Dans leur sagesse médiévale les chinois destituaient leur empereur chaque fois que des pluies diluviennes mettaient leurs récoltes à mal y amenant  famine et désolation. Au représentant céleste ils ne demandaient qu’une seule chose, qu’il soit en bonne entente avec les forces de la nature et de l’au-delà.  Avec qui il couchait, de qui il se débarrassait, comment il menait ses guerres et sa politique, ils n’en avaient rien à faire. Ce sont des broutilles, des agissements triviaux, des aléas de la partie humaine de l’empereur.  Tant que le  Yang Tse reste dans son lit…

Les temps ont changé. Les présentateurs et les présentatrices de nos télés, qui, faute d’avoir toutes leurs dents, exhibent cependant des prothèses éclatantes, indiquent en boucle que l’important c’est la broutille et que le futile c’est la condition humaine, la parole donnée, le contrat.  Selon eux, le déni de démocratie et le mépris de la parole donnée ne sont que des petits ennuis, des épiphénomènes dus à l’incompréhension des gouvernés face aux exigences la mondialisation, qui, elle n’est ni discutable, ni discutée.  Comme dit le ministre de l’économie française fraichement installé, pourquoi s’exciter et gesticuler en vain, puisqu’il n’y a pas d’autre solution. Au XIIIe siècle l’église affirmait, avec le même aplomb, que la nature du Christ ne peut pas être duale,  que c’est le fil de Dieu et point barre. Et ceux qui osent penser le contraire, qu’il y avait de l’homme - et de l’humanité - chez Jésus,  ne sont que des vulgaires hérétiques. Au moins, deux siècles plus tard, cette même Eglise a donné son feu vert à Christophe Colomb, même si découvrir l’Amérique portait un coup fatal à la parole sainte qui continuait d’affirmer que la terre était plate.  

La sagesse médiévale chinoise qui exigeait des résultats semble aujourd’hui disparue, au profit du dogme. Car, après tout, si ce dernier avait des résultats sur le chômage, l’exclusion, la prospérité du grand nombre, la qualité de la vie, l’épanouissement de l’homme et de la nature, cela, depuis un demi-siècle, les intéressés l’auraient su.   D’autres diront, et il y du vrai en cela, qu’acheter et produire bon marché dans un coin de l’œcoumène pour les vendre cher dans un autre a permis à des régions et des peuples lointains de trouver la voie de la prospérité, ou plutôt de la consommation.

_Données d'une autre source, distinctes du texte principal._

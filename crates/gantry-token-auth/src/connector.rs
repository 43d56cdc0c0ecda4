//! Identity Resolver.
//!
//! Turns a bearer access token (or an authorization code) into a verified
//! [`ExternalIdentity`] by calling the identity provider. Fails closed: any
//! transport error, non-success status, or malformed body aborts the login
//! and no partial identity is ever returned. There is no caching and no
//! retry; every login is a fresh round trip.

use std::sync::Arc;

use url::Url;

use crate::config::AuthConfig;
use crate::discovery::OidcDiscoveryClient;
use crate::error::AuthError;
use crate::identity::ExternalIdentity;
use crate::oidc::{OAuthErrorResponse, TokenResponse};

/// Resolves bearer tokens and authorization codes into external identities.
pub struct IdentityResolver {
    config: Arc<AuthConfig>,
    http_client: reqwest::Client,
    discovery: OidcDiscoveryClient,
}

impl IdentityResolver {
    /// Creates a new resolver over the deployment configuration.
    ///
    /// # Panics
    ///
    /// Panics if the HTTP client cannot be created (should not happen in
    /// practice).
    #[must_use]
    pub fn new(config: Arc<AuthConfig>) -> Self {
        let http_client = reqwest::Client::builder()
            .timeout(config.request_timeout)
            .build()
            .expect("Failed to create HTTP client");

        let discovery = OidcDiscoveryClient::new(config.request_timeout, config.allow_http);

        Self {
            config,
            http_client,
            discovery,
        }
    }

    /// Resolves a bearer access token into an [`ExternalIdentity`].
    ///
    /// Calls the configured userinfo endpoint with the token as a bearer
    /// credential and maps the claims payload through the deployment's
    /// claim field mapping.
    ///
    /// # Errors
    ///
    /// - [`AuthError::IdentityProvider`] on transport failure, non-success
    ///   status, or a non-JSON body
    /// - [`AuthError::IncompleteIdentity`] when a required claim is absent
    pub async fn resolve(&self, bearer_token: &str) -> Result<ExternalIdentity, AuthError> {
        let endpoint = self.config.userinfo_endpoint.clone().ok_or_else(|| {
            AuthError::Internal {
                detail: "userinfo endpoint is not configured".to_string(),
            }
        })?;

        let claims = self.fetch_userinfo(&endpoint, bearer_token).await?;
        let identity = ExternalIdentity::from_claims(&self.config.claims, &claims)?;

        tracing::debug!(
            external_id = %identity.external_id,
            groups = identity.groups.len(),
            "Resolved identity from userinfo endpoint"
        );

        Ok(identity)
    }

    /// Resolves an authorization code into an [`ExternalIdentity`].
    ///
    /// Extended flow: fetches the provider's discovery document (validating
    /// issuer equality), exchanges the code for tokens at the token
    /// endpoint, then resolves the returned access token via the userinfo
    /// endpoint. Same output contract as [`resolve`](Self::resolve).
    ///
    /// # Errors
    ///
    /// In addition to the userinfo failure modes:
    /// - [`AuthError::Discovery`] when the discovery step fails
    /// - [`AuthError::TokenExchange`] when the code exchange fails
    pub async fn resolve_code(
        &self,
        code: &str,
        redirect_uri: &str,
    ) -> Result<ExternalIdentity, AuthError> {
        let issuer = self.config.issuer.as_ref().ok_or_else(|| AuthError::Internal {
            detail: "issuer is not configured".to_string(),
        })?;

        let discovery = self.discovery.discover(issuer).await?;

        let token_endpoint = match &self.config.token_endpoint {
            Some(endpoint) => endpoint.clone(),
            None => Url::parse(&discovery.token_endpoint)
                .map_err(|e| AuthError::token_exchange(format!("invalid token endpoint: {e}")))?,
        };

        let token = self
            .exchange_code(&token_endpoint, code, redirect_uri)
            .await?;

        let userinfo_endpoint = match &self.config.userinfo_endpoint {
            Some(endpoint) => endpoint.clone(),
            None => {
                let discovered = discovery.userinfo_endpoint.as_ref().ok_or_else(|| {
                    AuthError::identity_provider("provider advertises no userinfo endpoint")
                })?;
                Url::parse(discovered).map_err(|e| {
                    AuthError::identity_provider(format!("invalid userinfo endpoint: {e}"))
                })?
            }
        };

        let claims = self
            .fetch_userinfo(&userinfo_endpoint, &token.access_token)
            .await?;
        let identity = ExternalIdentity::from_claims(&self.config.claims, &claims)?;

        tracing::debug!(
            external_id = %identity.external_id,
            "Resolved identity via authorization-code exchange"
        );

        Ok(identity)
    }

    /// Fetches and parses the userinfo claims payload.
    async fn fetch_userinfo(
        &self,
        endpoint: &Url,
        bearer_token: &str,
    ) -> Result<serde_json::Value, AuthError> {
        let response = self
            .http_client
            .get(endpoint.as_str())
            .bearer_auth(bearer_token)
            .send()
            .await
            .map_err(|e| {
                tracing::warn!("Userinfo request to {} failed: {}", endpoint, e);
                AuthError::identity_provider(format!("userinfo request failed: {e}"))
            })?;

        if !response.status().is_success() {
            let status = response.status();
            tracing::warn!("Userinfo request to {} returned HTTP {}", endpoint, status);
            return Err(AuthError::identity_provider(format!(
                "userinfo request returned HTTP {status}"
            )));
        }

        response.json().await.map_err(|e| {
            AuthError::identity_provider(format!("userinfo response is not valid JSON: {e}"))
        })
    }

    /// Exchanges an authorization code for tokens.
    async fn exchange_code(
        &self,
        token_endpoint: &Url,
        code: &str,
        redirect_uri: &str,
    ) -> Result<TokenResponse, AuthError> {
        let params = [
            ("grant_type", "authorization_code"),
            ("code", code),
            ("redirect_uri", redirect_uri),
            ("client_id", &self.config.client_id),
            ("client_secret", &self.config.client_secret),
        ];

        tracing::debug!("Exchanging authorization code at {}", token_endpoint);

        let response = self
            .http_client
            .post(token_endpoint.as_str())
            .form(&params)
            .send()
            .await
            .map_err(|e| AuthError::token_exchange(format!("token request failed: {e}")))?;

        if !response.status().is_success() {
            let status = response.status();
            let body = response.text().await.unwrap_or_default();

            // Prefer the provider's own OAuth error code when present.
            if let Ok(oauth_error) = serde_json::from_str::<OAuthErrorResponse>(&body) {
                return Err(AuthError::token_exchange(format!(
                    "{} - {}",
                    oauth_error.error,
                    oauth_error.error_description.unwrap_or_default()
                )));
            }

            return Err(AuthError::token_exchange(format!("HTTP {status} - {body}")));
        }

        response
            .json()
            .await
            .map_err(|e| AuthError::token_exchange(format!("failed to parse token response: {e}")))
    }
}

Mais sur cette terre, avec ce système - ce dogme -, le processus qui engendre de la richesse chez les uns, produit de la misère chez les autres.  Et donc de l’égoïsme à deux vitesse : celui, pitoyable, qui veut préserver ce qu’il a eu jadis, et celui, arrogant, qui exige tout et tout de suite en déclarant : c’est mon tour.  Sur cette terre, avec ce système, la seule chose que les gouvernants génèrent c’est de la frustration.

Le permafrost politique, au contraire de celui de la calotte glacière, s’épaissit au jour le jour.  Nos dirigeants ne sont pas indignes parce que des broutilles les déstabilisent. Il le sont parce qu’ils sont incapable d’obtenir des résultats, d’œuvrer pour le bonheur du grand nombre, et d’imaginer un autre système. Ils sont indignes par manque d’imagination. Chantres de la fatalité, ils ne connaîtront jamais la jouissance et le bonheur d’offrir un monde meilleur.